Along the diverse, densely-packed blocks of Fat City you’ll find a creative Japanese chef crafting exquisite compositions.

Fat City has never been the spiffiest part of town, and indeed there’s a move afoot to burnish a new image for this entertainment district in the middle of Metairie. Bars that once operated around the clock are now shackled by last call, and telephone poles are hung with colorful banners, those predictable front-runners of civic improvement campaigns everywhere.

But beyond seedy bars and nightclubs, Fat City has also nurtured a lushly diverse dining scene, thanks to the first-generation immigrants and other entry-level entrepreneurs drawn by its relatively low-rent nature to open small eateries here.

Kanno is in that number, and chef/owner Hidetoshi Suzuki has feathered the little nest he found in a cinderblock strip mall into one of the best, and certainly one of the most unique, Japanese restaurants in the area. 

A native of Osaka, Japan, Suzuki was trained as a fine-dining chef back home before learning his sushi skills here in the U.S. That background might explain his penchant for small, composed dishes instead of the standard array of rolls and such.

Sashimi at any sushi bar should always taste fresh.
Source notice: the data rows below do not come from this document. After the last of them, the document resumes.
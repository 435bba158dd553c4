use std::path::PathBuf;

use crate::error::Error;
use crate::select::Filter;

pub const DEFAULT_INPUT: &str = "2023-11-05_oasst2_all.messages.jsonl";
pub const DEFAULT_OUTPUT: &str = "humor_en_with_context.jsonl";

/// Everything a pipeline run needs, resolved up front.
#[derive(Debug, Clone, PartialEq)]
pub struct Config {
    pub input_path: PathBuf,
    pub output_path: PathBuf,
    pub filter: Filter,
}

impl Default for Config {
    fn default() -> Self {
        Self {
            input_path: PathBuf::from(DEFAULT_INPUT),
            output_path: PathBuf::from(DEFAULT_OUTPUT),
            filter: Filter::default(),
        }
    }
}

impl Config {
    pub fn validate(&self) -> Result<(), Error> {
        if !self.filter.threshold.is_finite() {
            return Err(Error::InvalidThreshold(self.filter.threshold));
        }
        Ok(())
    }
}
That’s a given, and if it doesn’t, run the other way. But the examples I’ve tried at Kanno are lusciously fresh – the pieces supple, gleaming and vivid. 

What really makes this restaurant worth seeking out, however, are dishes like the Dijon tuna, a sculpted tower made from thick chunks of ruby-red raw fish dressed in a mixture of ponzu and mustard seeds. Miso soup is a standard, but here the “special spicy” miso soup is indeed both spicy and special. This brick-colored broth – peppery and awash with minced garlic and soft onion slices -- could be a winter’s cure.    
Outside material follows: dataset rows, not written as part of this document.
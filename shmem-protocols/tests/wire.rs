// Copyright (c) 2025 Graphcore Ltd. All rights reserved.

use shmem_protocols::codec::{self, HEADER_BYTES};
use shmem_protocols::packet::{NetPacket, PacketType};
use shmem_protocols::shmem_msg::{NUM_MSG_TYPES, ShmemMsg, ShmemMsgCfg, ShmemMsgType};
use shmem_protocols::types::{MemComponent, Time};

#[test]
fn every_kind_survives_the_wire() {
    for tag in 0..NUM_MSG_TYPES as u8 {
        let msg_type = ShmemMsgType::try_from(tag).unwrap();
        for len in [0usize, 1, 64] {
            let msg = ShmemMsg::new(&ShmemMsgCfg {
                msg_type,
                sender: MemComponent::L2Cache,
                receiver: MemComponent::DramDirectory,
                requester: i32::from(tag),
                reply_expected: tag % 2 == 0,
                address: u64::from(tag) << 6,
                modeled: len > 0,
                ..Default::default()
            })
            .with_data(vec![tag; len]);

            let pkt = NetPacket::from_msg(PacketType::SharedMemReply, 1, 0, Time(5), &msg).unwrap();
            assert_eq!(pkt.len(), HEADER_BYTES + len);

            let decoded = pkt.msg().unwrap();
            assert_eq!(decoded, msg, "{msg_type} with {len} bytes");
            assert_eq!(decoded.data_length(), len);
        }
    }
}

#[test]
fn decoded_message_can_be_reencoded() {
    let msg = ShmemMsg::new(&ShmemMsgCfg {
        msg_type: ShmemMsgType::InvFlushCombinedReq,
        sender: MemComponent::DramDirectory,
        receiver: MemComponent::L2Cache,
        requester: 3,
        single_receiver: 9,
        address: 0x7fc0,
        modeled: true,
        ..Default::default()
    });
    let bytes = codec::encode(&msg).unwrap();
    let again = codec::encode(&codec::decode(&bytes).unwrap()).unwrap();
    assert_eq!(bytes, again);
}
// Copyright (c) 2025 Graphcore Ltd. All rights reserved.

//! This module provides helper functions for testing logging output
//!
//! The aim of this module is to provide commonly-used functions that enable the
//! testing of the output that should appear from logging macros.

use core::sync::atomic::Ordering;
use std::sync::Mutex;
use std::sync::atomic::AtomicU64;

use regex::Regex;

use crate::{Tag, Track};

/// A tracker that keeps track events.
pub struct TestTracker {
    events: Mutex<Vec<String>>,

    unique_tag: AtomicU64,
}

impl TestTracker {
    /// Create a new [`Tracker`](crate::Tracker) for the tests.
    ///
    /// This keeps the track events in memory for checking later.
    #[must_use]
    pub fn new(initial_tag: u64) -> Self {
        Self {
            events: Mutex::new(Vec::new()),
            unique_tag: AtomicU64::new(initial_tag),
        }
    }

    fn add_event(&self, event: String) {
        println!("{event}");
        let mut events = self.events.lock().unwrap();
        events.push(event);
    }

    /// Return a copy of the events seen so far.
    pub fn events(&self) -> Vec<String> {
        self.events.lock().unwrap().clone()
    }
}

impl Track for TestTracker {
    fn unique_tag(&self) -> Tag {
        let tag = self.unique_tag.fetch_add(1, Ordering::SeqCst);
        Tag(tag)
    }

    fn is_entity_enabled(&self, _tag: Tag, _level: log::Level) -> bool {
        true
    }

    fn add_entity(&self, _tag: Tag, _entity_name: &str) {
        // Do nothing
    }

    fn enter(&self, tag: Tag, item: Tag) {
        self.add_event(format!("{tag}: {item} entered"));
    }

    fn exit(&self, tag: Tag, item: Tag) {
        self.add_event(format!("{tag}: {item} exited"));
    }

    fn create(&self, created_by: Tag, tag: Tag, modeled_bits: usize, kind: &str) {
        self.add_event(format!(
            "{created_by}: created {tag}, {kind}, {modeled_bits} bits"
        ));
    }

    fn destroy(&self, destroyed_by: Tag, tag: Tag) {
        self.add_event(format!("{destroyed_by}: destroyed {tag}"));
    }

    fn log(&self, tag: Tag, level: log::Level, msg: std::fmt::Arguments) {
        self.add_event(format!("{tag}:{level}: {msg}"));
    }

    fn time(&self, set_by: Tag, time: u64) {
        self.add_event(format!("{set_by}: set time {time}"));
    }

    fn shutdown(&self) {
        // Do nothing
    }
}

/// Initialise a tracker for tests
///
/// Returns both the concrete [`TestTracker`] (to check the output) and the
/// same object as a [`Tracker`](crate::Tracker) to hand to entities.
///
/// # Arguments
///
/// * `start_tag` - The tag value to be set as the starting value
///
/// # Examples
///
/// ```
/// use shmem_track::test_helpers;
///
/// let (test_tracker, tracker) = shmem_track::test_init!(10);
/// let top = shmem_track::entity::toplevel(&tracker, "top");
/// test_helpers::check_and_clear(&test_tracker, &["0: created 10, top, 0 bits"]);
/// ```
#[macro_export]
macro_rules! test_init {
    ($start_tag:expr) => {{
        let test_tracker = std::sync::Arc::new($crate::test_helpers::TestTracker::new($start_tag));
        let tracker: $crate::Tracker = test_tracker.clone();
        (test_tracker, tracker)
    }};
}

/// Check and clear the _trace_ and _log_ output
///
/// This function asserts that the logging output lines seen since the start or
/// the last time this function was called are expected.
///
/// It then also clears both the _trace_ and _log_ output recorded so far.
///
/// # Arguments
///
/// * `tracker`  - A reference to the [`TestTracker`] being used in the test.
/// * `expected` - An array of expected regular expressions that the logging
///   output will be matched against.
pub fn check_and_clear(tracker: &TestTracker, expected: &[&str]) {
    let mut log_contents_ref = tracker.events.lock().unwrap();

    println!("Checking {:?} matches {:?}", expected, *log_contents_ref);

    // Check that there are the same number of strings produced as expected
    let num_strings = expected.len();
    assert_eq!(num_strings, log_contents_ref.len());

    for (i, log_expect) in expected.iter().enumerate() {
        let re = Regex::new(log_expect).unwrap();
        let actual = &(*log_contents_ref[i]);
        println!("Checking {i}: {log_expect:?} matches {actual:?}");
        assert!(re.is_match(actual));
    }

    log_contents_ref.clear();
}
There’s little need for the standard soy sauce dipping tray at Kanno. The fish arrives either elaborately dressed by the chef, as with swordfish sashimi in a tangle of green and white onions, or simply too pristine to muddle, as with pale cuddles of toro brought from the sushi fridge like jewels from the case.
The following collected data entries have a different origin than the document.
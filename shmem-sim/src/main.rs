// Copyright (c) 2025 Graphcore Ltd. All rights reserved.

//! Simulate tiles sharing memory through a directory.
//!
//! See `lib.rs` for details.

use clap::Parser;
use shmem_protocols::sim_error;
use shmem_protocols::types::SimError;
use shmem_sim::config::{Config, SimConfig};
use shmem_sim::simulation::Simulation;
use shmem_track::builder::{TrackerConfig, TrackersConfig, Trackers, setup_trackers};
use shmem_track::error;

fn setup_all_trackers(config: &SimConfig) -> Result<Trackers, SimError> {
    let trackers_config = TrackersConfig {
        stdout: TrackerConfig {
            enable: config.stdout,
            level: config.stdout_level,
            filter_regex: &config.stdout_filter_regex,
            file: None,
        },
        log_file: TrackerConfig {
            enable: config.log_file.is_some(),
            level: config.log_file_level,
            filter_regex: "",
            file: config.log_file.as_deref(),
        },
    };
    match setup_trackers(&trackers_config) {
        Ok(trackers) => Ok(trackers),
        Err(e) => sim_error!(format!("Tracking: {e}")),
    }
}

fn main() -> Result<(), SimError> {
    let config = Config::parse().layered()?;
    let config = SimConfig::try_from(&config)?;
    let Trackers { tracker, counts } = setup_all_trackers(&config)?;

    let mut simulation = Simulation::new(&tracker, config)?;
    let top = simulation.top.clone();
    if let Err(e) = simulation.run() {
        error!(top ; "{e}");
        error!(top ; "Failed at {}", simulation.now());
        tracker.shutdown();
        return Err(e);
    }

    print!("{}", simulation.summary());
    print!("{}", simulation.message_summary(&counts));
    tracker.shutdown();
    Ok(())
}
// Copyright (c) 2025 Graphcore Ltd. All rights reserved.

//! Outbound side of the interconnect as seen by the directory.

use std::collections::VecDeque;

use shmem_protocols::packet::NetPacket;
use shmem_protocols::types::SimResult;

/// Anything that can accept packets for delivery to another tile.
pub trait Network {
    /// Queue `packet` for delivery to `packet.receiver`.
    fn send(&mut self, packet: NetPacket) -> SimResult;
}

/// A [`Network`] that holds sent packets until the owner collects them.
#[derive(Default)]
pub struct QueueNetwork {
    sent: VecDeque<NetPacket>,
}

impl QueueNetwork {
    #[must_use]
    pub fn new() -> Self {
        Self::default()
    }

    /// Take all packets sent so far, oldest first.
    pub fn drain(&mut self) -> Vec<NetPacket> {
        self.sent.drain(..).collect()
    }

    /// Take the oldest packet sent.
    pub fn pop(&mut self) -> Option<NetPacket> {
        self.sent.pop_front()
    }

    #[must_use]
    pub fn len(&self) -> usize {
        self.sent.len()
    }

    #[must_use]
    pub fn is_empty(&self) -> bool {
        self.sent.is_empty()
    }
}

impl Network for QueueNetwork {
    fn send(&mut self, packet: NetPacket) -> SimResult {
        self.sent.push_back(packet);
        Ok(())
    }
}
Kanno’s menu runs the gamut, though as it moves toward more conventional sushi bar items the chef’s attention seems to wander. Some of the specialty rolls are nearly the size of burritos and prove about as messy with sauces, cream cheese and fried seafood routinely overwhelming their wrappers.

The tiny confines of Kanno itself put some limitations on the potentially epic meals Suzuki can deliver. At night the jukebox at the adjacent bar is sometimes loud enough to reverb right through the strip mall’s thin wall and across the surface of your sake. But the small scale of this place can also be a blessing, especially with the attention Suzuki and his wife Lin can pay to details. Consider the wasabi, for instance. Kanno really takes some time preparing this staple, and the result is sharp but also deeply flavored and almost creamy. Sometimes fresh wasabi root, that pugnacious rarity, turns up in a dish, as it did to make an erstwhile plain avocado and tofu salad downright exhilarating.

The pace of revitalization of the Fat City district might not be so breathtaking right now. But for lessons in how a deft hand can render a transformation, just belly up to this sushi bar and ask for something new.